The ‘A’ in CIA does not stand for Accountability

Recently, the CIA has been in the news. This in itself is unusual and the contexts of the news stories makes it even more so.  None of the stories are good news for public accountability.

On October 17, Reuters reportedCIA says mistakenly ‘shredded’ Senate torture report then did not” according to Christopher Sharpley, the acting CIA Inspector General, during his confirmation hearing before Senate Intelligence Committee as President Trump’s nominee for the position.

Sharpley said the CIA received the report in December 2014 on a computer disk, which was then uploaded into a classified system. Shortly thereafter, he said, the agency was told to delete it because of ongoing Freedom of Information Act (FOIA) litigation.

An email was sent saying the disk should not be destroyed, but Sharpley said he was told months later it could not be found and that an employee said it had been shredded.

But he said the disk was discovered later, after the FOIA litigation concluded that the report was a “congressional” document not subject to FOIA requests.

Sharpley said around that time, (Senator Richard) Burr (chair of the Senate Select Committee on Intelligence), asked him to return the disk and he did so. (Emphasis added)

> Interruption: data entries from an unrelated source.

// ABOUTME: Defines ToolResult, the value a tool hands back to the MCP request processor.
// ABOUTME: Carries either structured JSON or a plain text message, plus an error flag.
//
// SPDX-License-Identifier: MIT OR Apache-2.0
// Copyright (c) 2025 Pierre Fitness Intelligence

//! # Tool Result Types
//!
//! Bridges tool implementations with the MCP `tools/call` response format.
//! JSON content is rendered as pretty-printed text; string content is sent
//! as-is.

use serde::Serialize;
use serde_json::Value;

/// Result returned by tool execution.
#[derive(Debug, Clone, PartialEq)]
pub struct ToolResult {
    /// The result value to return to the client
    pub content: Value,
    /// Whether this result represents an error condition
    pub is_error: bool,
}

impl ToolResult {
    /// Create a simple successful result with just content
    #[must_use]
    pub const fn ok(content: Value) -> Self {
        Self {
            content,
            is_error: false,
        }
    }

    /// Create a result from a serializable value
    ///
    /// # Errors
    ///
    /// Returns the serialization error if the value cannot be converted to JSON
    pub fn from_serializable<T: Serialize>(value: &T) -> Result<Self, serde_json::Error> {
        Ok(Self::ok(serde_json::to_value(value)?))
    }

    /// Create a text result (convenience method)
    #[must_use]
    pub fn text(message: impl Into<String>) -> Self {
        Self::ok(Value::String(message.into()))
    }

    /// Text as shown to the client
    ///
    /// # Errors
    ///
    /// Returns the serialization error if JSON content cannot be rendered
    pub fn render_text(&self) -> Result<String, serde_json::Error> {
        match &self.content {
            Value::String(text) => Ok(text.clone()),
            other => serde_json::to_string_pretty(other),
        }
    }
}

impl Default for ToolResult {
    fn default() -> Self {
        Self::ok(Value::Null)
    }
}

#[cfg(test)]
mod tests {
    use super::*;
    use serde_json::json;

    #[test]
    fn test_text_renders_verbatim() {
        let result = ToolResult::text("Nutrition information not found for: kale");
        assert_eq!(
            result.render_text().unwrap(),
            "Nutrition information not found for: kale"
        );
        assert!(!result.is_error);
    }

    #[test]
    fn test_json_renders_pretty() {
        let result = ToolResult::ok(json!({"count": 1}));
        assert_eq!(result.render_text().unwrap(), "{\n  \"count\": 1\n}");
    }
}
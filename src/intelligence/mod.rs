// ABOUTME: Meal planning intelligence: nutrition table, meal composer, and plan assembler
// ABOUTME: Pure, synchronous logic; randomness is always supplied by the caller
//
// SPDX-License-Identifier: MIT OR Apache-2.0
// Copyright (c) 2025 Pierre Fitness Intelligence

//! # Intelligence Module
//!
//! The planning core. Nothing here performs I/O; the menu store is only read
//! through `MenuStore::suggest` when assembling plans from registered menus.

/// Fixed nutrition table
pub mod food_table;
/// Single-meal composition
pub mod meal_composer;
/// Multi-day plan assembly
pub mod plan_assembler;

pub use food_table::FoodTable;
pub use meal_composer::{CompositionError, MealComposer, MealRequest};
pub use plan_assembler::{PlanAssembler, PlanRequest};
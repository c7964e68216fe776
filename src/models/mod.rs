// ABOUTME: Core data models for foods, registered menus, and computed meals and plans
// ABOUTME: Re-exports FoodItem, NutritionFacts, RegisteredMenu, MealSuggestion, MealPlan and friends
//
// SPDX-License-Identifier: MIT OR Apache-2.0
// Copyright (c) 2025 Pierre Fitness Intelligence

//! # Data Models
//!
//! All models serialize with camelCase field names, which is the shape MCP
//! clients see in tool responses and the shape the menu store persists.
//!
//! - `FoodItem`: one row of the fixed nutrition table
//! - `RegisteredMenu`: a user recipe owned by the menu store
//! - `MealSuggestion`: a computed single meal
//! - `MealPlan`: computed days plus a summary of averages

/// Foods, categories, meal slots, and nutrition totals
pub mod food;
/// Computed meals and plans
pub mod meal;
/// Registered menus and their input shapes
pub mod menu;

pub use food::{protein_to_fat_ratio, FoodCategory, FoodItem, MealType, NutritionFacts};
pub use meal::{DailyMealPlan, MealPlan, MealSuggestion, PlanSummary};
pub use menu::{
    MenuListFilter, MenuRegistration, MenuSuggestionCriteria, MenuUpdate, RegisteredMenu,
};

The timing is interesting….

Of course, Sharpley neglected to mention that the DC circuit ruled it was a congressional record for purposes of FOIA, and that the court explicitly said Burr’s letter was entitled to zero weight:

Before turning to an application of the law to the facts of this case, we must make it clear that we can give no weight to the letter sent by now-Senate Committee Chairman Richard Burr to the President in January 2015. The letter was sent after Appellants had submitted their FOIA request and after they had filed suit in the District Court. Therefore, the letter is a “post-hoc objection[] to disclosure,” and, as such, it “cannot manifest the clear assertion of congressional control that our case law requires.”

Sharpley also would not commit to protecting any future reports, such as one related to the committee’s probe of potential links between Trump’s campaign and Russian efforts to interfere in the 2016 U.S. election. This brought a rebuke from Senator Wyden:

“I think your highest duty here is to follow the law. The notion that the chairman asked for it and that’s all that governed your judgment isn’t acceptable to me.”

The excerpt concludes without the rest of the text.